The US and Iran will resume nuclear talks on Friday in Turkey, Iranian and American officials said on Monday, as President Donald Trump warned that “bad things” would probably happen if a deal could not be reached.
US special envoy Steve Witkoff and Iranian Foreign Minister Abbas Araghchi will meet in Istanbul in an effort to revive diplomacy over a long-running dispute about Iran's nuclear programme and dispel fears of a new regional war, Reuters reports, while a regional diplomat said representatives from countries such as Saudi Arabia and Egypt would also participate.
Iranian President Masoud Pezeshkian on Tuesday said he had instructed Mr Araghchi to carry out negotiations "provided that a suitable environment exists—one free from threats and unreasonable expectations."
Tension is running high amid a US naval build-up near Iran, following a violent crackdown against anti-government demonstrations last month, the deadliest domestic unrest in Iran since its 1979 revolution.
Mr Trump, who stopped short of carrying out threats to intervene during the crackdown, has since demanded that Tehran make nuclear concessions and sent a flotilla to its coast. He said last week Iran was “seriously talking”, while Tehran's top security official Ali Larijani said arrangements for negotiations were under way.
Asked on Monday about the prospect of a deal, Mr Trump told reporters at the White House that talks were happening.
“We have ships heading to Iran right now, big ones – the biggest and the best – and we have talks going on with Iran and we'll see how it all works out … if we can work something out, that would be great and if we can't, probably bad things would happen.”
Iranian sources told Reuters last week that Trump had demanded three conditions for resumption of talks: Zero enrichment of uranium in Iran, limits on Tehran's ballistic missile programme and ending its support for regional proxies.
Iran has long rejected all three demands as unacceptable infringements of its sovereignty, but two Iranian officials told Reuters its clerical rulers saw the ballistic missile programme, rather than uranium enrichment, as the bigger obstacle.
Preparation for talks
Iranian Foreign Ministry spokesperson Esmaeil Baghaei said Tehran was considering “the various dimensions and aspects of the talks”, adding that “time is of the essence for Iran as it wants the lifting of unjust sanctions sooner”. Turkey and other regional allies have sought de-escalation.
Mr Witkoff who led the American negotiating team in talks with Iran last year, will arrive in Israel on Tuesday.
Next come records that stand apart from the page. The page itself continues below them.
use std::collections::HashMap;
use std::future::Future;
use std::marker::PhantomData;
use std::sync::Arc;

use async_trait::async_trait;
use parking_lot::RwLock;
use serde::Serialize;
use serde_json::Value;
use tracing::debug;

use super::{Job, JobMeta};
use crate::{JobError, Payload, QueueError, QueueResult};

/// Type-erased job handler for runtime dispatch
#[async_trait]
pub trait JobHandler: Send + Sync {
    /// Run one attempt of a job. `Ok` carries the (optional) result value.
    async fn handle(&self, payload: Payload, meta: JobMeta) -> Result<Option<Value>, JobError>;
}

fn encode_output<R: Serialize>(output: &R) -> Result<Option<Value>, JobError> {
    match serde_json::to_value(output) {
        Ok(Value::Null) => Ok(None),
        Ok(value) => Ok(Some(value)),
        Err(e) => Err(JobError::permanent(format!("Failed to serialize job result: {}", e))),
    }
}

/// Handler backed by an async closure
pub struct FnHandler<F, R> {
    f: F,
    _output: PhantomData<fn() -> R>,
}

/// Wrap an async closure `(payload, meta) -> Result<R, JobError>` as a handler
pub fn handler_fn<F, Fut, R>(f: F) -> FnHandler<F, R>
where
    F: Fn(Payload, JobMeta) -> Fut + Send + Sync + 'static,
    Fut: Future<Output = Result<R, JobError>> + Send + 'static,
    R: Serialize + Send + 'static,
{
    FnHandler {
        f,
        _output: PhantomData,
    }
}

#[async_trait]
impl<F, Fut, R> JobHandler for FnHandler<F, R>
where
    F: Fn(Payload, JobMeta) -> Fut + Send + Sync + 'static,
    Fut: Future<Output = Result<R, JobError>> + Send + 'static,
    R: Serialize + Send + 'static,
{
    async fn handle(&self, payload: Payload, meta: JobMeta) -> Result<Option<Value>, JobError> {
        let output = (self.f)(payload, meta).await?;
        encode_output(&output)
    }
}

/// Handler that decodes the payload into a typed [`Job`]
pub struct TypedHandler<J: Job> {
    context: J::Context,
}

impl<J: Job> TypedHandler<J> {
    pub fn new(context: J::Context) -> Self {
        Self { context }
    }
}

#[async_trait]
impl<J: Job> JobHandler for TypedHandler<J> {
    async fn handle(&self, payload: Payload, meta: JobMeta) -> Result<Option<Value>, JobError> {
        let job: J = serde_json::from_value(Value::Object(payload)).map_err(|e| {
            JobError::permanent(format!("Failed to deserialize {} payload: {}", J::JOB_TYPE, e))
        })?;

        let output = job.execute(&meta, self.context.clone()).await?;
        encode_output(&output)
    }
}

/// Registry mapping job types to their handlers.
///
/// Cloning shares the underlying map, so registrations made through any
/// clone are visible to the queue that owns it.
#[derive(Clone, Default)]
pub struct HandlerRegistry {
    handlers: Arc<RwLock<HashMap<String, Arc<dyn JobHandler>>>>,
}

impl HandlerRegistry {
    pub fn new() -> Self {
        Self::default()
    }

    /// Register a handler, replacing any previous handler for the same type
    pub fn register(&self, job_type: impl Into<String>, handler: Arc<dyn JobHandler>) {
        let job_type = job_type.into();
        if self.handlers.write().insert(job_type.clone(), handler).is_some() {
            debug!(job_type = %job_type, "Replaced job handler");
        } else {
            debug!(job_type = %job_type, "Registered job handler");
        }
    }

    /// Remove a handler; jobs of this type already queued fail permanently
    pub fn unregister(&self, job_type: &str) -> bool {
        self.handlers.write().remove(job_type).is_some()
    }

    /// Look up the handler for a job type
    pub fn get(&self, job_type: &str) -> Option<Arc<dyn JobHandler>> {
        self.handlers.read().get(job_type).cloned()
    }

    /// Check if a job type is registered
    pub fn is_registered(&self, job_type: &str) -> bool {
        self.handlers.read().contains_key(job_type)
    }

    /// Fail with `HandlerNotRegistered` unless the type has a handler
    pub fn ensure_registered(&self, job_type: &str) -> QueueResult<()> {
        if self.is_registered(job_type) {
            Ok(())
        } else {
            Err(QueueError::HandlerNotRegistered(job_type.to_string()))
        }
    }

    /// Get all registered job types, sorted
    pub fn registered_types(&self) -> Vec<String> {
        let mut types: Vec<String> = self.handlers.read().keys().cloned().collect();
        types.sort();
        types
    }
}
Israel's military chief was reportedly in the US for high-level meetings on Iran over the weekend.
Mr Trump initially threatened to use military force against Iran as reports emerged of a crackdown on anti-government protests in the country last month. Activists outside the country put the death toll so far at about 6,500 people, most of them protesters. They are investigating reports of thousands more killings.
Mr Trump appeared to back down from the use of military force after receiving assurances that protesters would not be executed in Iran. The USS Abraham Lincoln strike group arrived in the Middle East in the middle of last week and renewed threats of action unless Iran return to negotiations over a nuclear deal were made.
On Friday, he said Iran does “want to make a deal”. Iran has taken a tough stance as the threat of US strikes looms, saying it would respond to a new US attack with “all-out war”.